Assignment.
Begin with the first line of the entries below. Copy each line exactly, stopping after the one that contains "fn get(&self, scope: StorageScope, key: &str)".

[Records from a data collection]

----

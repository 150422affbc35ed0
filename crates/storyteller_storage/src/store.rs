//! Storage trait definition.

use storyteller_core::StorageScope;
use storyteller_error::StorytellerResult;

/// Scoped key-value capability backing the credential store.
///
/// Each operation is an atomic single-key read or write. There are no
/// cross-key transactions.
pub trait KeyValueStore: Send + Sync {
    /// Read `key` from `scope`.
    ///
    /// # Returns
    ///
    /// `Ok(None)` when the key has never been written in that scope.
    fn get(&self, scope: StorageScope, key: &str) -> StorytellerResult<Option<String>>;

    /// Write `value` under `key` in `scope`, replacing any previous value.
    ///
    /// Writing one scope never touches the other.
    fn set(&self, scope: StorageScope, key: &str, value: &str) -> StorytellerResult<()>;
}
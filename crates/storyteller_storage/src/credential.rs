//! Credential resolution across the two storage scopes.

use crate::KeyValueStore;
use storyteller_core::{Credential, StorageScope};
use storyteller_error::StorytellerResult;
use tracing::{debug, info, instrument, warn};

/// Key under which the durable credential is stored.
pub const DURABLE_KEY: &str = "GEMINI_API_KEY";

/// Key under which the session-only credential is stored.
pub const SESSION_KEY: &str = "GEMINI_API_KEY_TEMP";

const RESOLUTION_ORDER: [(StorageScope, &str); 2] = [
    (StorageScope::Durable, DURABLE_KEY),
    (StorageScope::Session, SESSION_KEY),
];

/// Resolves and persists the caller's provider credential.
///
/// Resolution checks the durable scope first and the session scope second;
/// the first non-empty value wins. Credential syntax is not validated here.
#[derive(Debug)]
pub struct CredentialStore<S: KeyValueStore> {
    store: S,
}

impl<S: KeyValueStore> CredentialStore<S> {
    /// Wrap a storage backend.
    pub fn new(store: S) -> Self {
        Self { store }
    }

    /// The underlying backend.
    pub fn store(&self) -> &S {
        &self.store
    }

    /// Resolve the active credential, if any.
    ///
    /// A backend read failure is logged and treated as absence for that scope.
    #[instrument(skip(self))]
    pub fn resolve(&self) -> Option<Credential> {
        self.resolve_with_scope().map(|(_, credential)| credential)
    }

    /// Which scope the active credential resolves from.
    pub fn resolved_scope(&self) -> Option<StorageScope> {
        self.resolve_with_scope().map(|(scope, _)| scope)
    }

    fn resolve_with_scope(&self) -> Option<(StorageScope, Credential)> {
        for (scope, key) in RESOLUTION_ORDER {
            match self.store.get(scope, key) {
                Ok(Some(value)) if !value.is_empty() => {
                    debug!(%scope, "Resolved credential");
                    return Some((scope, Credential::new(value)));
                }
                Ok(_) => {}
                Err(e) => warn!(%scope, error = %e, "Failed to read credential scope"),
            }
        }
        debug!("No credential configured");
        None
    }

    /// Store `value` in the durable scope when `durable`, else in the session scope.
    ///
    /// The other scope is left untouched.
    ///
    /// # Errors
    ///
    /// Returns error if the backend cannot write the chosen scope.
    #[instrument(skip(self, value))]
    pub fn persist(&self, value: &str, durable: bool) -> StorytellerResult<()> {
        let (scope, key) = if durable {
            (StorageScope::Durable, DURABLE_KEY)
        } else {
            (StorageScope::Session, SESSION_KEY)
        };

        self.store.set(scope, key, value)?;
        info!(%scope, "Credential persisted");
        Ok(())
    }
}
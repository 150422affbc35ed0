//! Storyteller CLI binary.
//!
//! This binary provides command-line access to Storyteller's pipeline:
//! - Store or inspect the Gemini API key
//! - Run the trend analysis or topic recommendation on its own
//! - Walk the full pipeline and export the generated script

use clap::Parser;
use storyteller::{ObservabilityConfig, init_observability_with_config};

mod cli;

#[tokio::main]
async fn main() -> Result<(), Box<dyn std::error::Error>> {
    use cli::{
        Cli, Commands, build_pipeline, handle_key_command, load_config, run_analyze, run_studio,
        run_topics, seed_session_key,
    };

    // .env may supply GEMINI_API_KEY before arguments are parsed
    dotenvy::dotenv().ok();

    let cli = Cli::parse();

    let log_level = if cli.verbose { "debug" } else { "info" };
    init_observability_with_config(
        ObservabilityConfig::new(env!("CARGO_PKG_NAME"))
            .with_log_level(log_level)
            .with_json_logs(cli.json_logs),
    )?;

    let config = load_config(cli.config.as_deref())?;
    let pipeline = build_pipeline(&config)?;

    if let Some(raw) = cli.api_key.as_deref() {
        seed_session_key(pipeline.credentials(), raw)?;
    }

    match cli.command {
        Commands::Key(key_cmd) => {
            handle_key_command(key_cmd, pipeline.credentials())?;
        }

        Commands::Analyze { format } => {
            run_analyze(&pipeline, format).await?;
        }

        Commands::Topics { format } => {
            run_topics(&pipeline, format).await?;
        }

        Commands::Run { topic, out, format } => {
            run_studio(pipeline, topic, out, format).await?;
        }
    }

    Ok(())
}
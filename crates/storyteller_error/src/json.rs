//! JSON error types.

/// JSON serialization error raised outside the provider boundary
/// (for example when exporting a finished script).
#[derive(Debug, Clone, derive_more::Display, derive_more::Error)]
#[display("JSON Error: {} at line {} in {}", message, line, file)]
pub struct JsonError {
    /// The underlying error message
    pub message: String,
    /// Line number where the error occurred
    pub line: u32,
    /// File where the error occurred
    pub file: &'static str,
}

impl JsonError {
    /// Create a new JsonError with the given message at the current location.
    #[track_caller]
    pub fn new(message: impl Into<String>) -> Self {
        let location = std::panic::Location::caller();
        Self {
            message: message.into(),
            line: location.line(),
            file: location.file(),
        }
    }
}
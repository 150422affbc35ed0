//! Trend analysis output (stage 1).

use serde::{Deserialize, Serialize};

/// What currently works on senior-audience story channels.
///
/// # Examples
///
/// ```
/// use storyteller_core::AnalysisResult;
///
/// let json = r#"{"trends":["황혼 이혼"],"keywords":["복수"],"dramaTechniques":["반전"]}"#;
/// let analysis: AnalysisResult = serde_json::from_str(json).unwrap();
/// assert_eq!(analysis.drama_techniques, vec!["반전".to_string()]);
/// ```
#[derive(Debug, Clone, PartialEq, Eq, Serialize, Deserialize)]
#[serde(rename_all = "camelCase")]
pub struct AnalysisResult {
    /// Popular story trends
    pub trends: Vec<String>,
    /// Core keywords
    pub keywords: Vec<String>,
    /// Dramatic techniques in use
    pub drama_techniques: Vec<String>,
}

----

Answer section.
repository 150422affbc35ed0
filename crates/storyteller_storage/src/store.rs
//! Storage trait definition.

use storyteller_core::StorageScope;
use storyteller_error::StorytellerResult;

/// Scoped key-value capability backing the credential store.
///
/// Each operation is an atomic single-key read or write. There are no
/// cross-key transactions.
pub trait KeyValueStore: Send + Sync {
    /// Read `key` from `scope`.
    ///
    /// # Returns
    ///
    /// `Ok(None)` when the key has never been written in that scope.
    fn get(&self, scope: StorageScope, key: &str) -> StorytellerResult<Option<String>>;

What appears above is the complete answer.